PARADAPOS.COM - Pertemuan Wakil Presiden (Wapres) Gibran Rakabuming Raka dengan para pengemudi ojek online (ojol) pada Minggu (31/8/2025) di Istana Wakil Presiden, Jakarta, menuai kontroversi.
Alih-alih dipandang sebagai langkah positif untuk menyerap aspirasi, acara itu justru menjadi bahan perbincangan hangat di media sosial. Dalam video resmi yang diunggah akun Instagram @setwapres.ri, terlihat Gibran berdialog dengan delapan orang yang mengenakan jaket ojol dari berbagai platform.
Salah satu yang mendapat sorotan publik adalah pernyataan Rahman Thohir, perwakilan dari Komunitas Drive Online Indonesia. Rahman menyinggung soal menurunnya jumlah penumpang akibat eskalasi demonstrasi di Jakarta.
Ia juga menyebut telah memberikan edukasi kepada “taruna” di wilayah masing-masing agar tidak terpancing isu provokatif terkait aksi unjuk rasa. Diksi “eskalasi” dan terutama penggunaan istilah “taruna” langsung memancing reaksi netizen.
Banyak yang menganggap kata-kata tersebut tidak lazim dipakai oleh pengemudi ojol sehari-hari. “Eskalasi? Taruna? Ojol mana yang ngomongnya begitu?” komentar seorang pengguna Instagram. Tak hanya soal diksi, penampilan para ojol di pertemuan itu juga menuai tanda tanya.
Sebagian warganet menyoroti jaket yang tampak masih baru, wajah bersih, serta gaya duduk yang dinilai lebih mirip pejabat ketimbang pekerja lapangan.
Ada pula yang menyoroti penggunaan sepatu mewah seperti Air Jordan hingga sepatu PDH mengilap. Fenomena ini melahirkan spekulasi liar bahwa pengemudi ojol yang hadir hanyalah “aktor bayaran” alias ojol jadi-jadian.

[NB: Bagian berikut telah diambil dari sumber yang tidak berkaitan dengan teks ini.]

#![deny(warnings, rust_2018_idioms)]
#![forbid(unsafe_code)]

pub mod approval;
mod backoff;
mod client;
mod reconcile;


pub use self::{
    approval::{Decision, State},
    backoff::Backoff,
    client::{ApiError, CsrApi},
    reconcile::{Error, IgnoreReason, Outcome, Reconciler},
};
pub use k8s_openapi::api::certificates::v1::{
    CertificateSigningRequest, CertificateSigningRequestCondition,
};
pub use kubelet_csr_approver_core as core;
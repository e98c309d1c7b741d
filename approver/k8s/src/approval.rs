use crate::{core::ValidationResult, CertificateSigningRequest, CertificateSigningRequestCondition};

pub const CONDITION_APPROVED: &str = "Approved";
pub const CONDITION_DENIED: &str = "Denied";

pub const REASON_APPROVED: &str = "AutoApproved";
pub const REASON_DENIED: &str = "CSRValidationFailed";

const APPROVED_MESSAGE: &str =
    "Auto-approving kubelet serving certificate after SAN and identity validation";

/// The approval state of a CSR as observed on the cluster.
#[derive(Copy, Clone, Debug, PartialEq, Eq)]
pub enum State {
    Pending,
    Approved,
    Denied,
}

#[derive(Clone, Debug, PartialEq, Eq)]
pub enum Decision {
    Approve,
    /// Carries every failure reason.
    Deny(String),
}

// === impl State ===

impl State {
    pub fn of(csr: &CertificateSigningRequest) -> Self {
        let status = csr.status.as_ref();
        let conditions = status
            .and_then(|s| s.conditions.as_deref())
            .unwrap_or_default();
        for cond in conditions {
            match cond.type_.as_str() {
                CONDITION_APPROVED => return Self::Approved,
                CONDITION_DENIED => return Self::Denied,
                _ => {}
            }
        }

        // A certificate is only ever issued for an approved request.
        if status.and_then(|s| s.certificate.as_ref()).is_some() {
            return Self::Approved;
        }

        Self::Pending
    }

    pub fn is_terminal(&self) -> bool {
        !matches!(self, Self::Pending)
    }
}

// === impl Decision ===

impl From<&ValidationResult> for Decision {
    fn from(result: &ValidationResult) -> Self {
        if result.approved() {
            Self::Approve
        } else {
            Self::Deny(result.denial_message())
        }
    }
}

impl Decision {
    pub fn is_approve(&self) -> bool {
        matches!(self, Self::Approve)
    }

    pub fn condition(&self) -> CertificateSigningRequestCondition {
        let (type_, reason, message) = match self {
            Self::Approve => (CONDITION_APPROVED, REASON_APPROVED, APPROVED_MESSAGE.to_string()),
            Self::Deny(message) => (CONDITION_DENIED, REASON_DENIED, message.clone()),
        };
        // The API server fills in the condition timestamps.
        CertificateSigningRequestCondition {
            type_: type_.to_string(),
            status: "True".to_string(),
            reason: Some(reason.to_string()),
            message: Some(message),
            last_transition_time: None,
            last_update_time: None,
        }
    }

    /// Returns a copy of `csr` with this decision's condition appended. The
    /// copy keeps the original resource version so that the write fails if
    /// the CSR changed since it was read.
    pub fn apply_to(&self, csr: &CertificateSigningRequest) -> CertificateSigningRequest {
        let mut csr = csr.clone();
        csr.status
            .get_or_insert_with(Default::default)
            .conditions
            .get_or_insert_with(Vec::new)
            .push(self.condition());
        csr
    }
}

#[cfg(test)]
mod tests {
    use super::*;
    use k8s_openapi::{
        api::certificates::v1::CertificateSigningRequestStatus, ByteString,
    };

    fn with_conditions(types: &[&str]) -> CertificateSigningRequest {
        CertificateSigningRequest {
            status: Some(CertificateSigningRequestStatus {
                conditions: Some(
                    types
                        .iter()
                        .map(|t| CertificateSigningRequestCondition {
                            type_: t.to_string(),
                            status: "True".to_string(),
                            ..Default::default()
                        })
                        .collect(),
                ),
                ..Default::default()
            }),
            ..Default::default()
        }
    }

    #[test]
    fn observes_state() {
        assert_eq!(State::of(&Default::default()), State::Pending);
        assert_eq!(State::of(&with_conditions(&[])), State::Pending);
        assert_eq!(State::of(&with_conditions(&["Failed"])), State::Pending);
        assert_eq!(State::of(&with_conditions(&["Approved"])), State::Approved);
        assert_eq!(State::of(&with_conditions(&["Denied"])), State::Denied);

        let issued = CertificateSigningRequest {
            status: Some(CertificateSigningRequestStatus {
                certificate: Some(ByteString(b"cert".to_vec())),
                conditions: None,
            }),
            ..Default::default()
        };
        assert_eq!(State::of(&issued), State::Approved);
    }

    #[test]
    fn appends_single_condition() {
        let csr = with_conditions(&[]);
        let denied = Decision::Deny("duration: too long".to_string()).apply_to(&csr);

        let conditions = denied.status.unwrap().conditions.unwrap();
        assert_eq!(conditions.len(), 1);
        assert_eq!(conditions[0].type_, CONDITION_DENIED);
        assert_eq!(conditions[0].status, "True");
        assert_eq!(conditions[0].reason.as_deref(), Some(REASON_DENIED));
        assert_eq!(conditions[0].message.as_deref(), Some("duration: too long"));

        let approved = Decision::Approve.apply_to(&Default::default());
        assert_eq!(State::of(&approved), State::Approved);
    }
}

Beberapa akun komunitas driver di media sosial bahkan secara terang-terangan meragukan keaslian perwakilan tersebut.
“Jaket masih licin semua, itu mah bukan ojol beneran,” tulis seorang warganet di platform X. Meski ramai diperbincangkan, hingga kini pihak Istana Wapres belum memberikan klarifikasi resmi. Kontroversi ini justru semakin memanas karena publik merasa ada upaya pencitraan yang kurang transparan.

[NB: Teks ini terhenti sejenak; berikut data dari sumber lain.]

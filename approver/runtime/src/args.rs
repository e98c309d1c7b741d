use crate::{
    controller::{self, Context},
    core::{Policy, PolicyConfig, KUBELET_SERVING_SIGNER},
    k8s::{Backoff, Reconciler},
    metrics::Metrics,
    resolver::SystemResolver,
};
use anyhow::{bail, Context as _, Result};
use clap::Parser;
use kube::Api;
use prometheus_client::registry::Registry;
use std::sync::Arc;
use tokio::time::{self, Duration};
use tokio_util::sync::CancellationToken;
use tracing::{info_span, warn, Instrument};

#[derive(Debug, Parser)]
#[clap(
    name = "kubelet-csr-approver",
    about = "Approves kubelet serving certificate requests"
)]
pub struct Args {
    #[clap(
        long,
        default_value = "kubelet_csr_approver=info,warn",
        env = "KUBELET_CSR_APPROVER_LOG"
    )]
    log_level: kubert::LogFilter,

    #[clap(
        long,
        default_value = "plain",
        env = "KUBELET_CSR_APPROVER_LOG_FORMAT"
    )]
    log_format: kubert::LogFormat,

    #[clap(flatten)]
    client: kubert::ClientArgs,

    #[clap(flatten)]
    admin: kubert::AdminArgs,

    /// Pattern every SAN DNS name must fully match.
    #[clap(long, default_value = ".*", env = "PROVIDER_REGEX")]
    provider_regex: String,

    /// Comma-separated CIDRs that every SAN IP address must fall within.
    #[clap(long, default_value = "0.0.0.0/0,::/0", env = "PROVIDER_IP_PREFIXES")]
    provider_ip_prefixes: String,

    /// Longest certificate lifetime that may be requested, in seconds.
    #[clap(long, default_value = "31708800", env = "MAX_EXPIRATION_SEC")]
    max_expiration_sec: i64,

    /// Most SAN DNS names a request may carry.
    #[clap(long, default_value = "1", env = "ALLOWED_DNS_NAMES")]
    allowed_dns_names: usize,

    /// Skips checking that SAN DNS names resolve to a SAN IP address.
    #[clap(long, env = "BYPASS_DNS_RESOLUTION")]
    bypass_dns_resolution: bool,

    /// Skips checking that SAN DNS names start with the node name.
    #[clap(long, env = "BYPASS_HOSTNAME_CHECK")]
    bypass_hostname_check: bool,

    /// Skips checking that requests come from a `system:node:` identity.
    #[clap(long, env = "BYPASS_IDENTITY_SCOPE")]
    bypass_identity_scope: bool,

    /// Leaves requests from non-node identities for another approver.
    #[clap(long, env = "IGNORE_NON_SYSTEM_NODE")]
    ignore_non_system_node: bool,

    #[clap(long, default_value = "1000", env = "DNS_TIMEOUT_MS")]
    dns_timeout_ms: u64,

    #[clap(long, default_value = KUBELET_SERVING_SIGNER, env = "SIGNER_NAME")]
    signer_name: String,

    /// Maximum number of CSRs reconciled concurrently.
    #[clap(long, default_value = "16", env = "WORKERS")]
    workers: u16,

    #[clap(long, default_value = "5", env = "MAX_WRITE_ATTEMPTS")]
    max_write_attempts: u32,

    #[clap(long, default_value = "10", env = "SHUTDOWN_GRACE_PERIOD_SECS")]
    shutdown_grace_period_secs: u64,
}

impl Args {
    #[inline]
    pub async fn parse_and_run() -> Result<()> {
        Self::parse().run().await
    }

    pub async fn run(self) -> Result<()> {
        let policy = Arc::new(Policy::new(self.policy_config()).context("invalid policy")?);

        let Self {
            admin,
            client,
            log_level,
            log_format,
            ignore_non_system_node,
            signer_name,
            workers,
            max_write_attempts,
            shutdown_grace_period_secs,
            ..
        } = self;

        let mut prom = <Registry>::default();
        let metrics = Metrics::register(prom.sub_registry_with_prefix("kubelet_csr_approver"));
        let rt_metrics = kubert::RuntimeMetrics::register(prom.sub_registry_with_prefix("kube"));

        let runtime = kubert::Runtime::builder()
            .with_log(log_level, log_format)
            .with_metrics(rt_metrics)
            .with_admin(admin.into_builder().with_prometheus(prom))
            .with_client(client)
            .build()
            .await?;

        let api = Api::all(runtime.client());
        let shutdown = CancellationToken::new();
        let resolver = SystemResolver::from_system_conf()
            .context("failed to load the system DNS resolver configuration")?;
        let reconciler = Reconciler::new(api.clone(), resolver, policy)
            .with_signer_name(signer_name.clone())
            .with_backoff(Backoff::with_max_attempts(max_write_attempts))
            .ignore_non_node_requestors(ignore_non_system_node)
            .with_shutdown(shutdown.clone());
        let ctx = Arc::new(Context {
            reconciler,
            metrics,
        });

        let grace_period = Duration::from_secs(shutdown_grace_period_secs);
        let drain = runtime.shutdown_handle();
        tokio::spawn(
            async move {
                let controller = controller::run(api, signer_name, workers, ctx, shutdown.clone());
                tokio::pin!(controller);
                tokio::select! {
                    _ = (&mut controller) => {}
                    handle = drain.signaled() => {
                        shutdown.cancel();
                        // In-flight decisions get a bounded window to be written.
                        let drained = handle.release_after(time::timeout(grace_period, controller));
                        if drained.await.is_err() {
                            warn!(?grace_period, "In-flight decisions were abandoned at shutdown");
                        }
                    }
                }
            }
            .instrument(info_span!("controller")),
        );

        // Block the main thread on the shutdown signal. Once it fires, wait for the background
        // tasks to complete before exiting.
        if runtime.run().await.is_err() {
            bail!("Aborted");
        }

        Ok(())
    }

    fn policy_config(&self) -> PolicyConfig {
        PolicyConfig {
            name_pattern: self.provider_regex.clone(),
            ip_prefixes: self.provider_ip_prefixes.clone(),
            max_expiration_seconds: self.max_expiration_sec,
            allowed_dns_names: self.allowed_dns_names,
            bypass_dns_resolution: self.bypass_dns_resolution,
            bypass_hostname_check: self.bypass_hostname_check,
            bypass_identity_scope: self.bypass_identity_scope,
            resolve_timeout: Duration::from_millis(self.dns_timeout_ms),
        }
    }
}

Pertemuan dengan mitra ojol seharusnya bisa menjadi momentum membangun dialog yang autentik. Namun, jika publik meragukan kredibilitas peserta yang hadir, maka tujuan komunikasi justru tidak tercapai.
Kasus ini juga menegaskan pentingnya keterbukaan pemerintah dalam memilih representasi masyarakat. Kepercayaan publik tidak bisa dibangun dengan narasi semata, melainkan melalui proses yang jujur dan apa adanya.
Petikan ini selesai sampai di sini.